04/02/2019
PRAZO PARA ABERTURA DE INVENTÁRIO SOB PENA DE MULTA
O processo de inventário é o procedimento, legalmente disciplinado pelo Código de Processo Civil, por meio do qual são relacionados, descritos e avaliados os bens deixados pela pessoa falecida, a fim de que seja possível a posterior distribuição de tais bens entre os herdeiros. O patrimônio do falecido é, então, identificado, são pagas as dívidas e os impostos devidos, e cobrados os créditos por ventura existentes.
O procedimento deve ser promovido dentro de 60 dias após o falecimento, por alguns dos legitimados previstos em lei, conforme o artigo 983 do Código de Processo Civil. O principal legitimado para promover o inventário é o administrador provisório do espólio, que representará o espólio (conjunto indivisível dos bens da herança) até a nomeação do inventariante.
A inobservância de tal prazo enseja cobrança de multa no valor do ITCMD (Imposto de transmissao causa mortis e doação), de acordo com o que estiver prescrito pelas legislações dos Estados e do Distrito Federal.
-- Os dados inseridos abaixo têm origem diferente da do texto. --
// SPDX-License-Identifier: PMPL-1.0-or-later
// Copyright (c) 2026 Jonathan D.A. Jewell (hyperpolymath) <jonathan.jewell@open.ac.uk>
//
// PaddleOCR engine via `paddle-ocr-rs` (ONNX Runtime).
//
// Only compiled with the `paddle` feature. Models are loaded once from the
// configured directory; a missing directory leaves the engine unavailable.

use std::path::{Path, PathBuf};
use std::sync::Mutex;

use image::DynamicImage;
use paddle_ocr_rs::ocr_lite::OcrLite;
use pagesift_core::config::PaddleSettings;
use pagesift_core::error::{PagesiftError, Result};
use pagesift_core::types::{EngineKind, EngineStatus};
use tracing::{debug, info, instrument, warn};

use super::engine::{RawRecognition, ScoredToken, TextRecognizer, write_temp_png};

const DET_MODEL_NAME: &str = "ch_PP-OCRv4_det_infer.onnx";
const CLS_MODEL_NAME: &str = "ch_ppocr_mobile_v2.0_cls_infer.onnx";
const REC_MODEL_NAME: &str = "ch_PP-OCRv4_rec_infer.onnx";

/// PaddleOCR detection + recognition.
pub struct PaddleRecognizer {
    /// `detect_from_path` needs `&mut self`.
    engine: Option<Mutex<OcrLite>>,
    detail: String,
}

impl PaddleRecognizer {
    pub fn new(settings: &PaddleSettings) -> Self {
        match settings.model_dir.as_deref() {
            None => {
                warn!("PaddleOCR model directory not configured");
                Self {
                    engine: None,
                    detail: "paddle.model_dir not configured".to_owned(),
                }
            }
            Some(dir) => match load_engine(dir, settings.threads) {
                Ok(engine) => {
                    info!(model_dir = %dir.display(), "PaddleOCR models loaded");
                    Self {
                        engine: Some(Mutex::new(engine)),
                        detail: format!("models from {}", dir.display()),
                    }
                }
                Err(err) => {
                    warn!(error = %err, "PaddleOCR unavailable");
                    Self {
                        engine: None,
                        detail: err.to_string(),
                    }
                }
            },
        }
    }
}

fn model_path(dir: &Path, name: &str) -> Result<String> {
    let path: PathBuf = dir.join(name);
    if !path.exists() {
        return Err(PagesiftError::EngineUnavailable(format!(
            "PaddleOCR model missing: {}",
            path.display()
        )));
    }
    Ok(path.to_string_lossy().into_owned())
}

fn load_engine(dir: &Path, threads: usize) -> Result<OcrLite> {
    let det = model_path(dir, DET_MODEL_NAME)?;
    let cls = model_path(dir, CLS_MODEL_NAME)?;
    let rec = model_path(dir, REC_MODEL_NAME)?;

    let mut ocr = OcrLite::new();
    ocr.init_models(&det, &cls, &rec, threads.max(1))
        .map_err(|err| {
            PagesiftError::EngineUnavailable(format!("failed to init PaddleOCR: {}", err))
        })?;
    Ok(ocr)
}

impl TextRecognizer for PaddleRecognizer {
    fn kind(&self) -> EngineKind {
        EngineKind::Paddle
    }

    fn is_available(&self) -> bool {
        self.engine.is_some()
    }

    fn status(&self) -> EngineStatus {
        EngineStatus {
            engine: EngineKind::Paddle,
            available: self.engine.is_some(),
            detail: self.detail.clone(),
        }
    }

    #[instrument(skip_all, fields(width = image.width(), height = image.height()))]
    fn recognize(&self, image: &DynamicImage) -> Result<RawRecognition> {
        let engine = self.engine.as_ref().ok_or_else(|| {
            PagesiftError::EngineUnavailable(self.detail.clone())
        })?;

        let file = write_temp_png(image)?;
        let path = file.path().to_string_lossy().into_owned();

        let mut ocr = engine.lock().map_err(|err| {
            PagesiftError::EngineFailed(format!("PaddleOCR engine lock poisoned: {}", err))
        })?;
        let result = ocr
            .detect_from_path(&path, 50, 1024, 0.5, 0.3, 1.6, false, false)
            .map_err(|err| {
                PagesiftError::EngineFailed(format!("PaddleOCR detection failed: {}", err))
            })?;

        let detections: Vec<ScoredToken> = result
            .text_blocks
            .iter()
            .map(|block| ScoredToken::new(block.text.clone(), block.text_score as f64))
            .collect();
        debug!(detections = detections.len(), "PaddleOCR finished");
        Ok(RawRecognition::Detections(detections))
    }
}

#[cfg(test)]
mod tests {
    use super::*;

    #[test]
    fn unconfigured_model_dir_is_unavailable() {
        let recognizer = PaddleRecognizer::new(&PaddleSettings::default());
        assert!(!recognizer.is_available());
        assert!(!recognizer.status().available);
    }

    #[test]
    fn missing_models_are_reported() {
        let dir = tempfile::tempdir().unwrap();
        let recognizer = PaddleRecognizer::new(&PaddleSettings {
            model_dir: Some(dir.path().to_path_buf()),
            threads: 1,
        });
        assert!(!recognizer.is_available());
        assert!(recognizer.status().detail.contains("model missing"));
    }
}
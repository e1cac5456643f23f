// SPDX-License-Identifier: PMPL-1.0-or-later
// Copyright (c) 2026 Jonathan D.A. Jewell (hyperpolymath) <jonathan.jewell@open.ac.uk>
//
// Table regions in a native text layer.
//
// A line with at least two `|` or tab separators is a table line; a run of
// two or more such lines (blank lines allowed in between) is one table.

use pagesift_core::types::TableData;

/// Minimum rows for a run of table lines to count as a table.
const MIN_TABLE_ROWS: usize = 2;

pub fn is_table_line(line: &str) -> bool {
    line.matches('|').count() + line.matches('\t').count() >= 2
}

/// Split a table line into trimmed cells, dropping empty edge cells.
pub fn split_cells(line: &str) -> Vec<String> {
    let separator = if line.contains('|') { '|' } else { '\t' };
    let mut cells: Vec<String> = line.split(separator).map(|c| c.trim().to_owned()).collect();
    while cells.first().is_some_and(|c| c.is_empty()) {
        cells.remove(0);
    }
    while cells.last().is_some_and(|c| c.is_empty()) {
        cells.pop();
    }
    cells
}

pub fn detect_tables(text: &str) -> Vec<TableData> {
    let mut tables = Vec::new();
    let mut rows: Vec<Vec<String>> = Vec::new();

    let mut flush = |rows: &mut Vec<Vec<String>>| {
        if rows.len() >= MIN_TABLE_ROWS {
            tables.push(TableData::new(std::mem::take(rows)));
        } else {
            rows.clear();
        }
    };

    for line in text.lines() {
        // Raw line: tabs are separators, so only spaces are trimmed here.
        let line = line.trim_matches(' ');
        if line.trim().is_empty() {
            continue;
        }
        if is_table_line(line) {
            let cells = split_cells(line);
            if !cells.is_empty() {
                rows.push(cells);
            }
        } else {
            flush(&mut rows);
        }
    }
    flush(&mut rows);

    tables
}
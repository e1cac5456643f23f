// SPDX-License-Identifier: PMPL-1.0-or-later
// Copyright (c) 2026 Jonathan D.A. Jewell (hyperpolymath) <jonathan.jewell@open.ac.uk>
//
// The page-level interface the classifier and extractor consume.

use image::DynamicImage;
use pagesift_core::error::Result;
use pagesift_core::types::TableData;

/// A paged document: native text, table regions, embedded images, and
/// rasterisation, all addressed by zero-based page index.
///
/// Shared across worker threads for the duration of a run.
pub trait PageSource: Send + Sync {
    fn page_count(&self) -> usize;

    fn native_text(&self, page_index: usize) -> Result<String>;

    fn table_regions(&self, page_index: usize) -> Result<Vec<TableData>>;

    fn embedded_image_count(&self, page_index: usize) -> Result<usize>;

    fn rasterize(&self, page_index: usize, dpi: u32) -> Result<DynamicImage>;
}
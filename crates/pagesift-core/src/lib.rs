// SPDX-License-Identifier: PMPL-1.0-or-later
// Copyright (c) 2026 Jonathan D.A. Jewell (hyperpolymath) <jonathan.jewell@open.ac.uk>
//
// pagesift — Core types, configuration, and error definitions shared by the
// extraction crate and its downstream consumers.

pub mod config;
pub mod error;
pub mod stats;
pub mod types;

pub use config::ExtractionConfig;
pub use error::PagesiftError;
pub use stats::{BatchReport, BatchStatistics};
pub use types::*;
No caso do Distrito Federal, se ultrapassar o prazo de 60 dias para a Abertura do Inventário, conforme a Lei n.º 5.452 que foi publicada em 18 de fevereiro de 2015, alterando o artigo 11-A da Lei 3.804 de 08 de fevereiro de 2006, foi majorada a multa pelo atraso, passando de 8% (oito porcento) para 20% (vinte porcento) do valor do ITCMD, para aquele que deixar de abrir, dentro do prazo legal, o processo de inventário ou partilha.
Importante relembrar que referida Lei está em vigor desde o dia 18 de fevereiro de 2015.
Portanto, de agora em diante, quem der início ao processo de inventário após 60 dias da data do falecimento, ou seja, fora do prazo, pagará multa de 20% sobre o valor do imposto. Com isso, o imposto ITCMD que possui a alíquota de 4% do valor total dos bens, passará a ser de 4,8% em caso de multa.